#### [Exercise]
When a line below holds the string "Uuid", show that line.

Saved data entries:
----------

//! Principal entity representing an authenticatable account in the Signet system.

use chrono::{DateTime, Utc};
use serde::{Deserialize, Serialize};
use uuid::Uuid;

/// Represents the kind of principal in the system
#[derive(Debug, Clone, Copy, PartialEq, Eq, Serialize, Deserialize)]
#[serde(rename_all = "lowercase")]
pub enum PrincipalKind {
    /// An individual user account
    User,
    /// An organization account
    Organization,
}

impl PrincipalKind {
    /// String form used in claims and database rows
    pub fn as_str(&self) -> &'static str {
        match self {
            PrincipalKind::User => "user",
            PrincipalKind::Organization => "organization",
        }
    }
}

/// Role assigned to a principal
#[derive(Debug, Clone, Copy, PartialEq, Eq, Serialize, Deserialize)]
#[serde(rename_all = "lowercase")]
pub enum Role {
    /// Regular account
    User,
    /// Administrative account
    Admin,
}

impl Default for Role {
    fn default() -> Self {
        Role::User
    }
}

impl Role {
    /// String form used in claims and database rows
    pub fn as_str(&self) -> &'static str {
        match self {
            Role::User => "user",
            Role::Admin => "admin",
        }
    }
}

/// Profile fields carried only by organization principals
#[derive(Debug, Clone, PartialEq, Eq, Serialize, Deserialize)]
pub struct OrganizationProfile {
    /// Contact person's display name
    pub display_name: String,

    /// Registered organization name
    pub organization: String,

    /// Primary phone number
    pub phone_number: String,

    /// Optional secondary phone number
    pub alternate_phone_number: Option<String>,

    /// Street address
    pub address: String,

    /// State or region
    pub state: String,

    /// Nearby landmark for the address
    pub landmark: String,

    /// Contact person's position within the organization
    pub position: String,

    /// Next of kin for the contact person
    pub next_of_kin: String,
}

/// Principal entity representing a registered account
///
/// The password hash never leaves this crate in serialized form: the entity
/// deliberately has no serde derives, and the only outward representation is
/// `PrincipalView`, which carries no password field.
#[derive(Debug, Clone, PartialEq, Eq)]
pub struct Principal {
    /// Unique identifier for the principal
    pub id: Uuid,

    /// Kind of principal (User or Organization)
    pub kind: PrincipalKind,

    /// Email address, normalized (trimmed, lowercased) before storage
    pub email: String,

    /// One-way hash of the password
    pub password_hash: String,

    /// Assigned role
    pub role: Role,

    /// Organization profile, present exactly when kind is Organization
    pub profile: Option<OrganizationProfile>,

    /// Timestamp when the principal was created
    pub created_at: DateTime<Utc>,

    /// Timestamp when the principal was last updated
    pub updated_at: DateTime<Utc>,
}

impl Principal {
    /// Creates a new individual user principal
    pub fn new_user(email: String, password_hash: String) -> Self {
        let now = Utc::now();
        Self {
            id: Uuid::new_v4(),
            kind: PrincipalKind::User,
            email,
            password_hash,
            role: Role::default(),
            profile: None,
            created_at: now,
            updated_at: now,
        }
    }

    /// Creates a new organization principal
    pub fn new_organization(
        email: String,
        password_hash: String,
        profile: OrganizationProfile,
    ) -> Self {
        let now = Utc::now();
        Self {
            id: Uuid::new_v4(),
            kind: PrincipalKind::Organization,
            email,
            password_hash,
            role: Role::default(),
            profile: Some(profile),
            created_at: now,
            updated_at: now,
        }
    }

    /// Replaces the email address
    pub fn set_email(&mut self, email: String) {
        self.email = email;
        self.updated_at = Utc::now();
    }

    /// Replaces the stored password hash
    pub fn set_password_hash(&mut self, password_hash: String) {
        self.password_hash = password_hash;
        self.updated_at = Utc::now();
    }

    /// Replaces the organization profile
    pub fn set_profile(&mut self, profile: OrganizationProfile) {
        self.profile = Some(profile);
        self.updated_at = Utc::now();
    }

    /// Checks if the principal is an individual user
    pub fn is_user(&self) -> bool {
        self.kind == PrincipalKind::User
    }

    /// Checks if the principal is an organization
    pub fn is_organization(&self) -> bool {
        self.kind == PrincipalKind::Organization
    }
}
//! Account registration and maintenance module
//!
//! This module owns the principal lifecycle outside of login:
//! - Registration of user and organization principals (uniqueness check,
//!   field and password validation, hashing, onboarding code)
//! - Fetch, update, and delete by kind and id

mod requests;
mod service;
mod validation;

#[cfg(test)]
mod tests;

pub use requests::{PrincipalUpdate, RegisterOrganizationRequest, RegisterUserRequest};
pub use service::AccountService;
pub use validation::{validate_password, PASSWORD_MIN_LENGTH};
//! Token service module for JWT management
//!
//! This module handles all token-related operations including:
//! - JWT access token generation and verification
//! - Opaque refresh token issuance and storage
//! - Refresh token rotation with reuse detection

mod config;
mod refresher;
mod service;

#[cfg(test)]
mod tests;

pub use config::TokenServiceConfig;
pub use refresher::TokenRefresher;
pub use service::TokenService;
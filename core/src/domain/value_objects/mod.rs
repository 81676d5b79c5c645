//! Value objects representing immutable domain concepts.

pub mod auth_response;
pub mod principal_view;
pub mod unique_code;

// Re-export commonly used types
pub use auth_response::{AuthResponse, RegistrationResponse};
pub use principal_view::PrincipalView;
pub use unique_code::{UniqueCode, CODE_BYTE_LENGTH};
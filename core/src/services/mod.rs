//! Business services containing domain logic and use cases.

pub mod account;
pub mod auth;
pub mod password;
pub mod token;

// Re-export commonly used types
pub use account::{
    AccountService, PrincipalUpdate, RegisterOrganizationRequest, RegisterUserRequest,
};
pub use auth::CredentialVerifier;
pub use password::PasswordHasher;
pub use token::{TokenRefresher, TokenService, TokenServiceConfig};
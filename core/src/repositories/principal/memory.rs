//! In-memory implementation of PrincipalRepository.
//!
//! Backs unit and integration tests, and serves as the reference semantics
//! for database-backed implementations.

use async_trait::async_trait;
use std::collections::HashMap;
use std::sync::Arc;
use tokio::sync::RwLock;
use uuid::Uuid;

use crate::domain::entities::principal::{Principal, PrincipalKind};
use crate::errors::{DomainError, StoreError};

use super::trait_::PrincipalRepository;

/// In-memory principal repository
///
/// All uniqueness checks run under a single write lock, which gives the same
/// at-most-one-winner guarantee a unique index provides in a real store.
pub struct InMemoryPrincipalRepository {
    principals: Arc<RwLock<HashMap<Uuid, Principal>>>,
}

impl InMemoryPrincipalRepository {
    /// Create a new empty repository
    pub fn new() -> Self {
        Self {
            principals: Arc::new(RwLock::new(HashMap::new())),
        }
    }
}

impl Default for InMemoryPrincipalRepository {
    fn default() -> Self {
        Self::new()
    }
}

#[async_trait]
impl PrincipalRepository for InMemoryPrincipalRepository {
    async fn find_by_email(
        &self,
        kind: PrincipalKind,
        email: &str,
    ) -> Result<Option<Principal>, DomainError> {
        let principals = self.principals.read().await;
        Ok(principals
            .values()
            .find(|p| p.kind == kind && p.email == email)
            .cloned())
    }

    async fn find_by_id(&self, id: Uuid) -> Result<Option<Principal>, DomainError> {
        let principals = self.principals.read().await;
        Ok(principals.get(&id).cloned())
    }

    async fn create(&self, principal: Principal) -> Result<Principal, DomainError> {
        let mut principals = self.principals.write().await;

        // Unified namespace: the email may not exist under either kind
        if principals.values().any(|p| p.email == principal.email) {
            return Err(StoreError::DuplicateEmail.into());
        }

        principals.insert(principal.id, principal.clone());
        Ok(principal)
    }

    async fn update(&self, principal: Principal) -> Result<Principal, DomainError> {
        let mut principals = self.principals.write().await;

        if !principals.contains_key(&principal.id) {
            return Err(StoreError::NotFound.into());
        }
        if principals
            .values()
            .any(|p| p.id != principal.id && p.email == principal.email)
        {
            return Err(StoreError::DuplicateEmail.into());
        }

        principals.insert(principal.id, principal.clone());
        Ok(principal)
    }

    async fn delete(&self, id: Uuid) -> Result<Principal, DomainError> {
        let mut principals = self.principals.write().await;
        principals.remove(&id).ok_or_else(|| StoreError::NotFound.into())
    }

    async fn email_taken(&self, email: &str, exclude: Option<Uuid>) -> Result<bool, DomainError> {
        let principals = self.principals.read().await;
        Ok(principals
            .values()
            .any(|p| p.email == email && Some(p.id) != exclude))
    }
}
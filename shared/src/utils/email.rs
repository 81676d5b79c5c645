//! Email address utilities

use once_cell::sync::Lazy;
use regex::Regex;

// Practical email shape check; full RFC 5321 validation is not attempted
static EMAIL_REGEX: Lazy<Regex> = Lazy::new(|| {
    Regex::new(r"^[A-Za-z0-9._%+\-]+@[A-Za-z0-9.\-]+\.[A-Za-z]{2,}$").unwrap()
});

/// Normalize an email address for storage and lookup (trim + lowercase)
pub fn normalize_email(email: &str) -> String {
    email.trim().to_lowercase()
}

/// Check if an email address has a valid shape
pub fn is_valid_email(email: &str) -> bool {
    EMAIL_REGEX.is_match(email)
}

/// Mask an email address for logging (e.g., j***@example.com)
pub fn mask_email(email: &str) -> String {
    match email.split_once('@') {
        Some((local, domain)) if !local.is_empty() => {
            let first = &local[..local.chars().next().map_or(0, |c| c.len_utf8())];
            format!("{}***@{}", first, domain)
        }
        _ => "***".to_string(),
    }
}

#[cfg(test)]
mod tests {
    use super::*;

    #[test]
    fn test_normalize_email() {
        assert_eq!(normalize_email("  User@Example.COM  "), "user@example.com");
        assert_eq!(normalize_email("plain@host.org"), "plain@host.org");
    }

    #[test]
    fn test_is_valid_email() {
        assert!(is_valid_email("user@example.com"));
        assert!(is_valid_email("first.last+tag@sub.domain.co"));
        assert!(!is_valid_email("no-at-sign.com"));
        assert!(!is_valid_email("user@nodot"));
        assert!(!is_valid_email("user @example.com"));
        assert!(!is_valid_email(""));
    }

    #[test]
    fn test_mask_email() {
        assert_eq!(mask_email("john@example.com"), "j***@example.com");
        assert_eq!(mask_email("a@b.co"), "a***@b.co");
        assert_eq!(mask_email("not-an-email"), "***");
    }
}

----------

#### [Answer for this exercise]
use uuid::Uuid;
    pub id: Uuid,
            id: Uuid::new_v4(),
            id: Uuid::new_v4(),
use uuid::Uuid;
    principals: Arc<RwLock<HashMap<Uuid, Principal>>>,
    async fn find_by_id(&self, id: Uuid) -> Result<Option<Principal>, DomainError> {
    async fn delete(&self, id: Uuid) -> Result<Principal, DomainError> {
    async fn email_taken(&self, email: &str, exclude: Option<Uuid>) -> Result<bool, DomainError> {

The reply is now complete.